Testing a change in the release pipeline
All releases are run in an automated way. Manual releases should never be run.
Task
This walkthrough shows an experiment updating RTX from version 2.7.3 to 2.10.0.
Steps
1. Checking the raw data
Identify the new version of the data source in GCS. For public KG data sources like RTX-KG2, it should follow this pattern:
data.dev.everycure.org/data/01_RAW/KGs/rtx_kg2/{version}
For example, RTX v2.10.0
data.dev.everycure.org/data/01_RAW/KGs/rtx_kg2/v2.10.0
Check the nodes and edges tables are there in the correct format
e.g.
nodes_c.tsv
edges_c.tsv
curie_to_pmids.sqlite
You can check what the catalog expects here:
conf/base/ingestion/catalog.yml
RTX nodes:
ingestion.raw.rtx_kg2.nodes@spark:
<<: *_layer_raw
type: matrix_gcp_datasets.gcpLazySparkDataset
filepath: ${globals:paths.raw_public}/KGs/rtx_kg2/${globals:data_sources.rtx_kg2.version}/nodes_c.tsv
file_format: csv
load_args:
sep: "\t"
header: true
This would be the corresponding catalog entry for ROBOKOP:
ingestion.raw.robokop.nodes@spark:
<<: *_layer_raw
type: matrix_gcp_datasets.gcpLazySparkDataset
filepath: ${globals:paths.raw_public}/KGs/robokop-kg/${globals:data_sources.robokop.version}/nodes.orig.tsv
file_format: csv
load_args:
sep: "\t"
header: true
index: false
Make sure the files in the file path match with the catalog entry.
2. Make required code changes
Checkout a new branch. The branch name should reflect the name of the experiment.
Info
Do NOT checkout a branch with the desired release version (e.g. release/v0.4.8) as previously advised.

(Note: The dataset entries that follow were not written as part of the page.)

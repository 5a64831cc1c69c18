//! Command-line interface parsing and handling
//!
//! This module handles parsing command-line arguments and executing the appropriate commands.

pub mod chat_repl;
pub mod model_list;
pub mod provider_list;

use std::error::Error;

use clap::{Parser, Subcommand};

use crate::cli::chat_repl::run_chat;
use crate::cli::model_list::list_models;
use crate::cli::provider_list::list_providers;
use crate::core::app::App;
use crate::core::config::{Config, KeyCache};
use crate::core::settings::{BuiltinProvider, NewCustomProvider};
use crate::utils::logging::init_tracing;

#[derive(Parser)]
#[command(name = "spacechat")]
#[command(about = "Chat with multiple LLM providers, organized into spaces")]
#[command(
    long_about = "spacechat talks to a local inference backend that proxies Google, OpenAI, Groq, \
and any OpenAI-compatible endpoint you register. Conversations live in spaces; files can be \
attached to a conversation or added to the space's knowledge base.\n\n\
Chat commands:\n\
  /upload <path> [--kb]   Upload a file (--kb adds it to the space knowledge base)\n\
  /quit                   Leave the chat\n\n\
Environment Variables:\n\
  RUST_LOG          tracing filter (overridden by --log-filter)"
)]
pub struct Args {
    #[command(subcommand)]
    pub command: Option<Commands>,

    /// Base URL of the inference backend
    #[arg(short = 'b', long, global = true, value_name = "URL")]
    pub backend_url: Option<String>,

    /// Model token, e.g. openai/gpt-4o or custom/<provider-id>/<model>
    #[arg(short = 'm', long, global = true, value_name = "MODEL")]
    pub model: Option<String>,

    /// tracing filter directive, e.g. spacechat=debug
    #[arg(long, global = true, value_name = "FILTER")]
    pub log_filter: Option<String>,
}

#[derive(Subcommand)]
pub enum Commands {
    /// Start an interactive chat (default)
    Chat {
        /// Name of the space to create for this session
        #[arg(short, long, default_value = "Personal")]
        space: String,
    },
    /// Refresh and list selectable models
    Models,
    /// Manage API keys for the built-in providers
    Keys {
        #[command(subcommand)]
        command: KeyCommands,
    },
    /// Manage custom OpenAI-compatible providers
    Providers {
        #[command(subcommand)]
        command: ProviderCommands,
    },
}

#[derive(Subcommand)]
pub enum KeyCommands {
    /// Store a key for google, openai, or groq
    Set { provider: String, key: String },
    /// Remove the key for google, openai, or groq
    Remove { provider: String },
}

#[derive(Subcommand)]
pub enum ProviderCommands {
    /// List registered custom providers
    List,
    /// Register a custom provider
    Add {
        name: String,
        base_url: String,
        #[arg(long, default_value = "")]
        api_key: String,
        /// Fallback model names, used until the backend reports a list
        #[arg(long = "fallback-model", value_name = "MODEL")]
        models: Vec<String>,
    },
    /// Remove a custom provider by id
    Remove { id: String },
}

pub fn main() -> Result<(), Box<dyn Error>> {
    tokio::runtime::Runtime::new()?.block_on(async_main())
}

async fn async_main() -> Result<(), Box<dyn Error>> {
    let args = Args::parse();

    let mut config = Config::load()?;
    init_tracing(args.log_filter.as_deref(), config.log_filter.as_deref())?;
    if let Some(url) = args.backend_url.clone() {
        config.backend_url = Some(url);
    }

    let app = App::from_config(config, Some(KeyCache::default_location()));
    app.settings.load().await;

    let result = run_command(&app, &args).await;
    app.shutdown().await;
    result
}

async fn run_command(app: &App, args: &Args) -> Result<(), Box<dyn Error>> {
    match &args.command {
        None => run_chat(app, "Personal", args.model.as_deref()).await,
        Some(Commands::Chat { space }) => run_chat(app, space, args.model.as_deref()).await,
        Some(Commands::Models) => {
            app.settings.fetch_models().await;
            list_models(&app.settings.snapshot());
            Ok(())
        }
        Some(Commands::Keys { command }) => {
            match command {
                KeyCommands::Set { provider, key } => {
                    let provider: BuiltinProvider = provider.parse()?;
                    app.settings.set_api_key(provider, key.trim());
                    println!("✅ Stored API key for {}", provider.display_name());
                }
                KeyCommands::Remove { provider } => {
                    let provider: BuiltinProvider = provider.parse()?;
                    app.settings.remove_api_key(provider);
                    println!("✅ Removed API key for {}", provider.display_name());
                }
            }
            app.settings.save_keys();
            Ok(())
        }
        Some(Commands::Providers { command }) => {
            match command {
                ProviderCommands::List => list_providers(&app.settings.snapshot()),
                ProviderCommands::Add {
                    name,
                    base_url,
                    api_key,
                    models,
                } => {
                    let id = app.settings.add_custom_provider(NewCustomProvider {
                        name: name.clone(),
                        base_url: base_url.clone(),
                        api_key: api_key.clone(),
                        models: models.clone(),
                    });
                    println!("✅ Added provider '{name}' with id {id}");
                }
                ProviderCommands::Remove { id } => {
                    if app.settings.remove_custom_provider(id) {
                        println!("✅ Removed provider {id}");
                    } else {
                        return Err(format!("No custom provider with id {id}").into());
                    }
                }
            }
            Ok(())
        }
    }
}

The actual release logic will be handled by automation.
git checkout main
git pull origin main
git checkout -b <your-branch-name>
Update the parameters in the globals.yml file.
data_sources:
rtx_kg2:
version: &_rtx_kg_version v2.7.3
robokop:
version: c5ec1f282158182f
Update to the desired version.
3. Run the pipeline
Save and commit the changes. Push your branch to the remote repository.
Run the pipeline to update the data source.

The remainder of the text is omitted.